Total Cost: $7.93 recipe / $1.32 serving
Servings: 6 1.33 cups each
Ingredients
LIME CREMA
  • 8 oz sour cream $1.00
  • 1 fresh lime $0.50
  • 1 small clove garlic, minced $0.08
  • 1/4 tsp salt $0.02
ROASTED SWEET POTATOES
  • 1.5 lb sweet potatoes $1.57
  • 2 Tbsp cooking oil $0.08
  • 1 tsp cumin $0.10
  • Salt to taste $0.02
BLACKENED CORN
  • 1 lb frozen corn kernels, thawed $1.49
  • 2 Tbsp cooking oil $0.08
  • Salt to taste $0.02
SALAD
  • 15 oz can black beans $0.99
  • 1 red bell pepper $1.50
  • 1/4 red onion* $0.25
  • 1/4 bunch cilantro $0.23 $0.23
Instructions
  1. If you haven't yet, take the corn out of the freezer and allow it to begin thawing. Preheat the oven to 400ºF.
  2. Peel the sweet potatoes, then cut them into a small dice (1/4-1/2 inch cubes). Place the cubes on a baking sheet, drizzle with cooking oil, cumin, and a pinch or two of salt. Toss the sweet potato cubes until they are all coated in oil and spices. Roast the sweet potatoes for about 30 minutes, or until they are soft and slightly browned on the edges. Remove from the oven and let cool slightly.
  3. While the sweet potatoes are roasting, prepare the lime crema. Use a small-holed cheese grater or a zester to remove the thin layer of green zest from the lime. Add about 1 tsp of the zest and 1 Tbsp of the lime juice to the sour cream, along with the minced clove of garlic and 1/4 tsp of salt. Stir to combine. Taste and adjust the lime juice as desired.

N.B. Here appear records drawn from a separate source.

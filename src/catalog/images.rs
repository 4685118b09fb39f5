//! Cover picture for a workout or exercise, picked from keywords in its name.

use unicode_normalization::UnicodeNormalization;

macro_rules! photo {
    ($id:literal) => {
        concat!("https://images.unsplash.com/", $id, "?w=600&h=400&fit=crop&q=80")
    };
}

const CHEST: &str = photo!("photo-1571019614242-c5c5dee9f50b");
const BENCH: &str = photo!("photo-1571019613454-1cb2f99b2d8b");
const PUSH_UP: &str = photo!("photo-1599058917212-d750089bc07e");
const BACK: &str = photo!("photo-1532029837206-abbe2b7620e3");
const ROW: &str = photo!("photo-1605296867304-46d5465a13f1");
const GYM: &str = photo!("photo-1534438327276-14e5300c3a48");
const PULL_UP: &str = photo!("photo-1571902943202-507ec2618e8f");
const LEGS: &str = photo!("photo-1434608519344-49d77a699e1d");
const SQUAT: &str = photo!("photo-1574680096145-d05b474e2155");
const SHOULDERS: &str = photo!("photo-1583454110551-21f2fa2afe61");
const PRESS: &str = photo!("photo-1583454155184-870a77f49f75");
const ARMS: &str = photo!("photo-1581009146145-b5ef050c2e1e");
const CARDIO: &str = photo!("photo-1552674605-db6ffd4facb5");
const BIKE: &str = photo!("photo-1541625602330-2277a4c46182");
const STRETCH: &str = photo!("photo-1544367567-0f2fcb009e0b");
const FUNCTIONAL: &str = photo!("photo-1517838277536-f5f99be501cd");

/// Fallback when no keyword matches.
pub const DEFAULT_IMAGE: &str = GYM;

/// Keywords are matched in this order; earlier entries win.
pub const EXERCISE_IMAGES: &[(&str, &str)] = &[
    // chest
    ("peito", CHEST),
    ("supino", BENCH),
    ("flexao", PUSH_UP),
    // back
    ("costas", BACK),
    ("remada", ROW),
    ("pullover", GYM),
    ("barra", PULL_UP),
    // legs
    ("pernas", LEGS),
    ("perna", LEGS),
    ("agachamento", SQUAT),
    ("leg", LEGS),
    ("coxa", LEGS),
    ("panturrilha", BENCH),
    // shoulders
    ("ombros", SHOULDERS),
    ("ombro", SHOULDERS),
    ("desenvolvimento", PRESS),
    ("elevacao", PRESS),
    // arms
    ("bracos", ARMS),
    ("braco", ARMS),
    ("biceps", ARMS),
    ("triceps", ARMS),
    ("rosca", ARMS),
    // abs
    ("abdomen", BENCH),
    ("abdominal", BENCH),
    ("prancha", BENCH),
    // cardio
    ("cardio", CARDIO),
    ("corrida", CARDIO),
    ("esteira", CARDIO),
    ("bicicleta", BIKE),
    ("eliptico", BIKE),
    // mobility
    ("alongamento", STRETCH),
    ("yoga", STRETCH),
    ("mobilidade", STRETCH),
    // functional
    ("funcional", FUNCTIONAL),
    ("crossfit", FUNCTIONAL),
];

/// Lowercase with combining marks removed, so "Elevação" matches "elevacao"
/// whether it arrives precomposed or decomposed.
pub fn normalize(name: &str) -> String {
    name.to_lowercase()
        .nfd()
        .filter(|c| !COMBINING_MARKS.contains(c))
        .collect()
}

const COMBINING_MARKS: std::ops::RangeInclusive<char> = '\u{0300}'..='\u{036F}';

/// Exact keyword first, then a keyword inside the name, then the name
/// inside a keyword longer than three characters.
pub fn image_for(name: &str) -> &'static str {
    if name.is_empty() {
        return DEFAULT_IMAGE;
    }
    let normalized = normalize(name);

    EXERCISE_IMAGES
        .iter()
        .find(|(key, _)| normalized == *key)
        .or_else(|| EXERCISE_IMAGES.iter().find(|(key, _)| normalized.contains(key)))
        .or_else(|| {
            EXERCISE_IMAGES
                .iter()
                .find(|(key, _)| key.chars().count() > 3 && key.contains(normalized.as_str()))
        })
        .map(|(_, url)| *url)
        .unwrap_or(DEFAULT_IMAGE)
}

/// Every distinct URL the catalog can return, default included.
pub fn all_images() -> Vec<&'static str> {
    let mut urls: Vec<&'static str> = EXERCISE_IMAGES.iter().map(|(_, url)| *url).collect();
    urls.push(DEFAULT_IMAGE);
    urls.sort_unstable();
    urls.dedup();
    urls
}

Refrigerate the crema until ready to use.
  4. Heat a large skillet over medium to medium-high heat. Once hot, add 2 Tbsp cooking oil and swirl to coat the surface of the skillet. Add the thawed corn and let cook until the corn is blistered and charred on the edges. Avoid stirring too often to allow it to blacken a bit. Let the corn cool slightly.
  5. Finely dice the red bell pepper and red onion. Rinse and drain the black beans. Pull the cilantro leaves from their stems and then roughly chop.
  6. Combine the roasted sweet potatoes, blackened corn, black beans, red bell pepper, red onion, and cilantro in a large dish. Stir to combine. Add some of the lime crema and toss until the salad is lightly coated. Add a little more lime crema on top just before serving.
Recipe Notes

*Use your leftover red onion to make pickled red onions, which go great with tacos and burritos.